Helpful or Hurtful?
When does someone's "friendly" advice cross the line and turn unhelpful or even hurtful? Is unsolicited advice really an effort at friendship and support, or is it bossiness and ego/arrogance disguised as being helpful? These questions have been going through my mind a lot lately, especially since coming back to New York after my two-week hiatus in Minneapolis at the end of May. Being new in New York City brings out the "expert" pretty quickly in a lot of people--especially people who aren't even original New Yorkers, I've noticed.

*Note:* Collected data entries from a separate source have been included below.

/// Run the filters that keep phrasing content only.
pub fn filter_inline_html(dom: &mut Dom) {
	deep_filter(dom, &[unwrap_google_docs_wrapper, normalize_phrasing, remove_comment]);
	deep_filter(dom, &[strip_non_phrasing]);
}

pub fn is_phrasing_element(name: &str) -> bool {
	PHRASING_ELEMENTS.contains(&name)
}

fn is_list(dom: &Dom, id: NodeId) -> bool {
	dom.is_element_named(id, "ul") || dom.is_element_named(id, "ol")
}

fn previous_element_sibling(dom: &Dom, id: NodeId) -> Option<NodeId> {
	let parent = dom.parent(id)?;
	let siblings = dom.children(parent);
	let index = siblings.iter().position(|sibling| *sibling == id)?;
	siblings[..index]
		.iter()
		.rev()
		.copied()
		.find(|sibling| dom.node(*sibling).is_element())
}

fn next_siblings(dom: &Dom, id: NodeId) -> Vec<NodeId> {
	let Some(parent) = dom.parent(id) else {
		return vec![];
	};
	let siblings = dom.children(parent);
	siblings
		.iter()
		.position(|sibling| *sibling == id)
		.map(|index| siblings[index + 1..].to_vec())
		.unwrap_or_default()
}

/// Text held directly by `id`, ignoring descendants.
fn shallow_text(dom: &Dom, id: NodeId) -> String {
	dom.children(id)
		.iter()
		.filter_map(|child| match &dom.node(*child).data {
			NodeData::Text(text) => Some(text.as_str()),
			_ => None,
		})
		.collect()
}

fn is_blank(text: &str) -> bool {
	text.chars().all(|ch| is_html_whitespace(ch) || ch == '\u{a0}')
}

/// Whether a node holds no text and no embedded content.
pub fn is_empty_node(dom: &Dom, id: NodeId) -> bool {
	match &dom.node(id).data {
		NodeData::Text(text) => is_blank(text),
		NodeData::Comment(_) => true,
		NodeData::Document => dom.children(id).iter().all(|child| is_empty_node(dom, *child)),
		NodeData::Element(element) => {
			if element.name == "br" {
				return true;
			}
			if is_void_element(&element.name) {
				return false;
			}
			dom.children(id).iter().all(|child| is_empty_node(dom, *child))
		}
	}
}

/// Google Docs wraps copied content in `<b id="docs-internal-guid-…">`.
pub fn unwrap_google_docs_wrapper(dom: &mut Dom, id: NodeId) {
	let is_wrapper = dom
		.attribute(id, "id")
		.is_some_and(|value| value.starts_with("docs-internal-guid-"));
	if is_wrapper {
		dom.unwrap(id);
	}
}

fn mso_list_level(dom: &Dom, id: NodeId) -> Option<usize> {
	if !dom.is_element_named(id, "p") {
		return None;
	}
	let style = dom.attribute(id, "style")?;
	if !style.contains("mso-list") {
		return None;
	}
	Some(
		MSO_LIST_LEVEL
			.captures(style)
			.and_then(|captures| captures.get(1))
			.and_then(|level| level.as_str().parse().ok())
			.unwrap_or(1),
	)
}

/// Turn MS Office list paragraphs (`<p style="mso-list:l0 level1 lfo1">`)
/// into real lists, nesting by their level.
pub fn convert_ms_list(dom: &mut Dom, id: NodeId) {
	let Some(level) = mso_list_level(dom, id) else {
		return;
	};

	// The leading span holds the rendered bullet or number.
	let marker = dom.children(id).iter().copied().find(|child| {
		dom.node(*child).is_element()
			|| matches!(&dom.node(*child).data, NodeData::Text(text) if !is_blank(text))
	});
	let marker_text = marker.map(|marker| dom.text_content(marker)).unwrap_or_default();
	let is_numbered = marker_text
		.trim()
		.chars()
		.next()
		.is_some_and(|first| first.is_ascii_alphanumeric());

	let list = match previous_element_sibling(dom, id).filter(|previous| is_list(dom, *previous)) {
		Some(list) => list,
		None => {
			let list = dom.create_element(if is_numbered { "ol" } else { "ul" });
			dom.insert_before(id, list);
			list
		}
	};
	let list_tag = dom.tag_name(list).unwrap_or("ul").to_string();

	if let Some(marker) = marker.filter(|marker| dom.node(*marker).is_element()) {
		dom.remove(marker);
	}
	let item = dom.create_element("li");
	for child in dom.children(id).to_vec() {
		if !matches!(dom.node(child).data, NodeData::Comment(_)) {
			dom.append(item, child);
		}
	}

	// Walk down to the list for this level.
	let mut receiving = list;
	for _ in 1..level {
		let Some(last_item) = dom.element_children(receiving).last().copied() else {
			break;
		};
		receiving = match dom.element_children(last_item).last().copied() {
			Some(nested) if is_list(dom, nested) => nested,
			_ => {
				let nested = dom.create_element(&list_tag);
				dom.append(last_item, nested);
				nested
			}
		};
	}

	dom.append(receiving, item);
	dom.remove(id);
}

/// Turn paragraphs starting with a bullet character into list items.
pub fn convert_bullet_paragraph(dom: &mut Dom, id: NodeId) {
	if !dom.is_element_named(id, "p") {
		return;
	}
	let Some(first) = dom.children(id).first().copied() else {
		return;
	};
	let NodeData::Text(text) = &dom.node(first).data else {
		return;
	};
	let trimmed = text.trim_start();
	let Some(rest) = trimmed.strip_prefix(BULLETS) else {
		return;
	};
	if !rest.starts_with(char::is_whitespace) {
		return;
	}
	let rest = rest.trim_start().to_string();

	let list = match previous_element_sibling(dom, id).filter(|previous| dom.is_element_named(*previous, "ul")) {
		Some(list) => list,
		None => {
			let list = dom.create_element("ul");
			dom.insert_before(id, list);
			list
		}
	};

	dom.set_text(first, &rest);
	dom.rename(id, "li");
	dom.append(list, id);
}

/// Repair list structure: merge a single-item list into a preceding list of
/// the same kind, hoist lists out of otherwise empty items and move lists
/// nested directly in a list into the previous item.
pub fn reduce_list(dom: &mut Dom, id: NodeId) {
	if !is_list(dom, id) {
		return;
	}

	if let Some(previous) = previous_element_sibling(dom, id) {
		let same_kind = dom.tag_name(previous) == dom.tag_name(id);
		if same_kind && dom.element_children(id).len() == 1 {
			for child in dom.children(id).to_vec() {
				dom.append(previous, child);
			}
			dom.remove(id);
			return;
		}
	}

	let Some(parent) = dom.parent(id) else {
		return;
	};

	// A nested list whose item holds nothing else.
	if dom.is_element_named(parent, "li")
		&& dom.element_children(parent).len() == 1
		&& is_blank(&shallow_text(dom, parent))
	{
		match previous_element_sibling(dom, parent) {
			Some(previous_item) => {
				dom.append(previous_item, id);
				dom.remove(parent);
			}
			None => {
				if let Some(parent_list) = dom.parent(parent) {
					dom.insert_before(parent_list, id);
					dom.remove(parent_list);
				}
			}
		}
		return;
	}

	// A list directly inside a list.
	if is_list(dom, parent) {
		match previous_element_sibling(dom, id) {
			Some(previous_item) => dom.append(previous_item, id),
			None => {
				dom.wrap(id, "li");
			}
		}
	}
}

/// `b` becomes `strong`, `i` becomes `em` and styled spans are wrapped in
/// the matching semantic elements.
pub fn normalize_phrasing(dom: &mut Dom, id: NodeId) {
	let name = dom.tag_name(id).map(str::to_string);
	match name.as_deref() {
		Some("b") => dom.rename(id, "strong"),
		Some("i") => dom.rename(id, "em"),
		Some("span") => {
			let Some(style) = dom.attribute(id, "style") else {
				return;
			};
			let properties = style_properties(style);
			let property = |name: &str| properties.get(name).map(String::as_str).unwrap_or_default();

			let mut wrappers = vec![];
			if matches!(property("font-weight"), "bold" | "700") {
				wrappers.push("strong");
			}
			if property("font-style") == "italic" {
				wrappers.push("em");
			}
			if property("text-decoration-line") == "line-through"
				|| property("text-decoration").contains("line-through")
			{
				wrappers.push("s");
			}
			match property("vertical-align") {
				"super" => wrappers.push("sup"),
				"sub" => wrappers.push("sub"),
				_ => {}
			}

			for wrapper in wrappers {
				dom.wrap(id, wrapper);
			}
		}
		_ => {}
	}
}

/// Links opening a new window get `rel="noreferrer noopener"`; other links
/// lose `target` and `rel`.
pub fn normalize_link(dom: &mut Dom, id: NodeId) {
	if !dom.is_element_named(id, "a") {
		return;
	}
	let opens_window = dom
		.attribute(id, "target")
		.is_some_and(|target| target.eq_ignore_ascii_case("_blank"));
	if opens_window {
		dom.set_attribute(id, "rel", "noreferrer noopener");
	} else {
		dom.remove_attribute(id, "target");
		dom.remove_attribute(id, "rel");
	}
	if dom.attribute(id, "id").is_none() {
		if let Some(name) = dom.attribute(id, "name").map(str::to_string) {
			dom.set_attribute(id, "id", &name);
		}
	}
}

fn block_marker(dom: &mut Dom, block: &str) -> NodeId {
	let marker = dom.create_element(BLOCK_MARKER_TAG);
	dom.set_attribute(marker, "data-block", block);
	marker
}

/// Replace `<!--more-->` and `<!--nextpage-->` with block markers. A marker
/// inside a paragraph splits the paragraph around it.
pub fn convert_special_comment(dom: &mut Dom, id: NodeId) {
	let NodeData::Comment(text) = &dom.node(id).data else {
		return;
	};
	let text = text.trim().to_string();

	let marker = if text == "nextpage" {
		block_marker(dom, NEXTPAGE)
	} else if let Some(custom_text) = text.strip_prefix("more") {
		let marker = block_marker(dom, MORE);
		let custom_text = custom_text.trim();
		if !custom_text.is_empty() {
			dom.set_attribute(marker, "data-custom-text", custom_text);
		}
		let no_teaser = next_siblings(dom, id).into_iter().find(|sibling| {
			matches!(&dom.node(*sibling).data, NodeData::Comment(comment) if comment.trim() == "noteaser")
		});
		if let Some(no_teaser) = no_teaser {
			dom.set_attribute(marker, "data-no-teaser", "");
			dom.remove(no_teaser);
		}
		marker
	} else {
		return;
	};

	let Some(parent) = dom.parent(id).filter(|parent| dom.is_element_named(*parent, "p")) else {
		dom.insert_before(id, marker);
		dom.remove(id);
		return;
	};

	let siblings = dom.children(parent).to_vec();
	let index = siblings.iter().position(|sibling| *sibling == id).unwrap_or_default();
	paragraph_before(dom, parent, &siblings[..index]);
	dom.insert_before(parent, marker);
	paragraph_before(dom, parent, &siblings[index + 1..]);
	dom.remove(parent);
}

I freely admit that I've had a very tough time trying to move here, and anybody who communicates with me on a regular basis and/or sees my Facebook status updates should also know this. Moving to New York City is hard. It can chew you up and spit you out, is the phrase I often hear. The stress, the insanely fast pace, the traffic, the throngs of people everywhere, the transportation, the housing market, the high expense of nearly EVERYTHING, the congestion, the impatient and often-rude people--it's tough. It's especially tough coming from the Midwest, where people are extremely "nice" and polite all the time and you drive a car everywhere and rent won't break your bank account (and spirit). But it's even tougher moving to New York when you are not a "normal" healthy person. Trying to live in a huge new city and figure out even the little daily "life stuff" when you have an exhausting and painful chronic illness is unspeakably difficult. Unfortunately, many of the advice-givers and New York "experts" don't understand this. And even more frustrating and disappointing is that some of these "helpful" advice-givers are (were) friends.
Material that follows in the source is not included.